Answer: Sporting goods stores (Dick’s Sporting Goods, Academy Sports, etc.), Amazon, even Walmart and Target carry some. You can also go to the brand’s website (for example, PowerBlock, Bowflex, Ironmaster, NordicTrack, etc.) in some cases and order directly from there.
Question: Are Bowflex adjustable dumbbells worth it?
Answer: Yes. The length can take some getting used to, but they will help you build strength and they’re comfortable to use. Some people prefer the shape of these over others, like PowerBlocks, because they’re similar to regular dumbbells.
Question: Why are adjustable dumbbells so expensive?
Answer: There are a couple of reasons adjustable dumbbells are such an investment. In reality, they’re not that expensive compared to conventional dumbbells; it’s just that you don’t get the option of buying the different weights over time. You’ll be buying at least the equivalent of several pairs of dumbbells at one time. A more complicated design is also involved with the adjustable dumbbells, so you’ll be paying for the time and skill that went into making them.
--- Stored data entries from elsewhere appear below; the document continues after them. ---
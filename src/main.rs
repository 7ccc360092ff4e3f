use anyhow::Context;
use tokio::net::TcpListener;
use tokio_util::sync::CancellationToken;
use tracing::{error, info, warn};

use rank_worker::{
    app::{ComponentRegistry, build_router},
    config::Config,
    observability,
};

#[tokio::main]
async fn main() -> anyhow::Result<()> {
    std::panic::set_hook(Box::new(|panic_info| {
        let thread = std::thread::current();
        let thread_name = thread.name().unwrap_or("unnamed");
        let message = panic_info
            .payload()
            .downcast_ref::<&str>()
            .copied()
            .or_else(|| {
                panic_info
                    .payload()
                    .downcast_ref::<String>()
                    .map(String::as_str)
            })
            .unwrap_or("unknown panic payload");

        if let Some(location) = panic_info.location() {
            error!(
                thread = thread_name,
                file = location.file(),
                line = location.line(),
                column = location.column(),
                message,
                "panic occurred"
            );
        } else {
            error!(
                thread = thread_name,
                message, "panic occurred without location information"
            );
        }
    }));

    // Tracing initialization is handled by Telemetry::new()
    let config = Config::from_env().context("failed to load configuration")?;
    let bind_addr = config.http_bind();
    let registry = ComponentRegistry::build(config)
        .await
        .context("failed to build component registry")?;

    let shutdown = registry.shutdown_token();
    let dispatcher = tokio::spawn(registry.dispatcher().run());
    let router = build_router(registry);

    let listener = TcpListener::bind(bind_addr)
        .await
        .with_context(|| format!("failed to bind listener on {bind_addr}"))?;

    info!(%bind_addr, "listening");

    if let Err(error) = axum::serve(listener, router)
        .with_graceful_shutdown(shutdown_signal(shutdown.clone()))
        .await
    {
        warn!(error = %error, "server exited with error");
    }

    // The server may also stop on its own; make sure the dispatcher follows.
    shutdown.cancel();
    if let Err(error) = dispatcher.await {
        error!(error = %error, "dispatcher task failed");
    }

    info!("rank-worker stopped");
    observability::tracing::shutdown();
    Ok(())
}

async fn shutdown_signal(shutdown: CancellationToken) {
    let ctrl_c = async {
        if let Err(error) = tokio::signal::ctrl_c().await {
            error!(error = %error, "failed to listen for ctrl-c");
            std::future::pending::<()>().await;
        }
    };

    #[cfg(unix)]
    let terminate = async {
        match tokio::signal::unix::signal(tokio::signal::unix::SignalKind::terminate()) {
            Ok(mut signal) => {
                signal.recv().await;
            }
            Err(error) => {
                error!(error = %error, "failed to install SIGTERM handler");
                std::future::pending::<()>().await;
            }
        }
    };

    #[cfg(not(unix))]
    let terminate = std::future::pending::<()>();

    tokio::select! {
        () = ctrl_c => {}
        () = terminate => {}
    }

    info!("shutdown signal received, draining");
    shutdown.cancel();
}
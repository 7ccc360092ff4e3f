//! Exponential backoff with full jitter for transient data-access errors.
use std::future::Future;
use std::time::Duration;

use rand::Rng;
use tracing::warn;

use crate::store::StoreError;

#[derive(Debug, Clone, Copy, PartialEq, Eq)]
pub struct RetryConfig {
    /// Total attempts, including the first one.
    pub max_attempts: usize,
    pub base_delay_ms: u64,
    pub max_delay_ms: u64,
}

impl Default for RetryConfig {
    fn default() -> Self {
        Self {
            max_attempts: 3,
            base_delay_ms: 200,
            max_delay_ms: 5000,
        }
    }
}

impl RetryConfig {
    #[must_use]
    pub const fn new(max_attempts: usize, base_delay_ms: u64, max_delay_ms: u64) -> Self {
        Self {
            max_attempts,
            base_delay_ms,
            max_delay_ms,
        }
    }

    /// Delay before `attempt` (0-based). Full jitter: uniform in `0..=min(cap, base * 2^(attempt-1))`.
    #[must_use]
    pub fn delay_for_attempt(&self, attempt: usize) -> Duration {
        if attempt == 0 {
            return Duration::from_millis(0);
        }

        let shift = u32::try_from(attempt - 1).unwrap_or(u32::MAX);
        let exponential_delay = self
            .base_delay_ms
            .saturating_mul(1_u64.checked_shl(shift).unwrap_or(u64::MAX));
        let capped_delay = exponential_delay.min(self.max_delay_ms);

        let jittered_delay = if capped_delay > 0 {
            rand::rng().random_range(0..=capped_delay)
        } else {
            0
        };

        Duration::from_millis(jittered_delay)
    }

    #[must_use]
    pub const fn can_retry(&self, attempt: usize) -> bool {
        attempt < self.max_attempts
    }
}

pub fn is_retryable_error(error: &StoreError) -> bool {
    error.is_transient()
}

/// Runs `operation` until it succeeds, fails permanently, or attempts run out.
///
/// `on_retry` fires once per scheduled retry.
pub async fn retry_transient<T, F, Fut>(
    config: &RetryConfig,
    operation_name: &str,
    mut on_retry: impl FnMut(),
    mut operation: F,
) -> Result<T, StoreError>
where
    F: FnMut() -> Fut,
    Fut: Future<Output = Result<T, StoreError>>,
{
    let mut attempt = 0;
    loop {
        match operation().await {
            Ok(value) => return Ok(value),
            Err(error) if is_retryable_error(&error) && config.can_retry(attempt + 1) => {
                attempt += 1;
                let delay = config.delay_for_attempt(attempt);
                warn!(
                    operation = operation_name,
                    attempt,
                    max_attempts = config.max_attempts,
                    delay_ms = u64::try_from(delay.as_millis()).unwrap_or(u64::MAX),
                    error = %error,
                    "transient data error, retrying"
                );
                on_retry();
                tokio::time::sleep(delay).await;
            }
            Err(error) => return Err(error),
        }
    }
}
Question: Can dumbbells get you big?
Answer: With a diet that supports your goal, the right program, and enough of a weight range to continually challenge your muscles, yes. You may prefer to switch to a barbell or other gym equipment over time, but dumbbells can help you put on quite a bit of muscle.
Question: Are PowerBlock dumbbells worth it?
Answer: Yes. These are durable and a length that shouldn’t interfere with your ability to do most exercises. The shape may take some getting used to, but they’re easy to use and expandable.
Question: Where can I buy cheap adjustable dumbbells?
Answer: If there’s a secondhand store near you, try that. Even better if they specialize in fitness and sports equipment, like Play It Again Sports. Some sets are available at Walmart for around $50.00, and if you’re in a pinch but just want to get started with something, even if it’s not the largest range of weights, you may have some luck on Amazon.
Question: What size dumbbells should I buy?
Answer: That depends on how strong you are now, how much you hope to be able to lift later, and whether you’re interested in expanding the set you have at the time or would be fine with selling the old set to upgrade to a newer set with a higher weight range when the time comes.
If you have some dumbbells or other items that you can use in their place on hand, see how many reps you can do before you can’t do anymore. If you can do 15 with ease, you’ll need something heavier.
If hitting eight reps is a challenge, you’ll need something lighter. If you have the opportunity to try different weights in a gym or at a store, you should be able to get a good enough idea to determine the range you need for a few basic exercises.
Play around to get an idea of how much weight you need right now and how much you think you’ll need in the near future. Then you can decide which are the best adjustable dumbbells for you.
Conclusion: How to Find the Best Adjustable Dumbbells
So, how to find the best adjustable dumbbells?
Look at your current routine and goals.
Take an honest look at your current routine and your future goals. How much weight do you need right now and how much do you think you’ll need later? Can the set you’re looking at be expanded, or will you need to replace the whole set once you’ve gained strength?
Consider shape and size against your frame.
Is there one shape you prefer over others? One that’s better for your body type? For example, if you’re petite, you may find some moves with the Bowflex weights more uncomfortable to perform than they would be with, say, PowerBlocks. If you have large hands, PowerBlocks may not fit your frame well and you’ll do better with another option with a more traditional dumbbell design.
How will you pay?
What will your budget allow? Would 0% interest financing make you comfortable with a heavier pair or one with a design you prefer?
When do you need “the” set for you?
How soon do you need them and is your top choice available? Would you be okay with the “best adjustable dumbbells” right now, with the plan to sell those and upgrade when what you really want is available later?
Adjustable dumbbells with a decent amount of weight involved are an investment, so there’s a lot to think about and consider.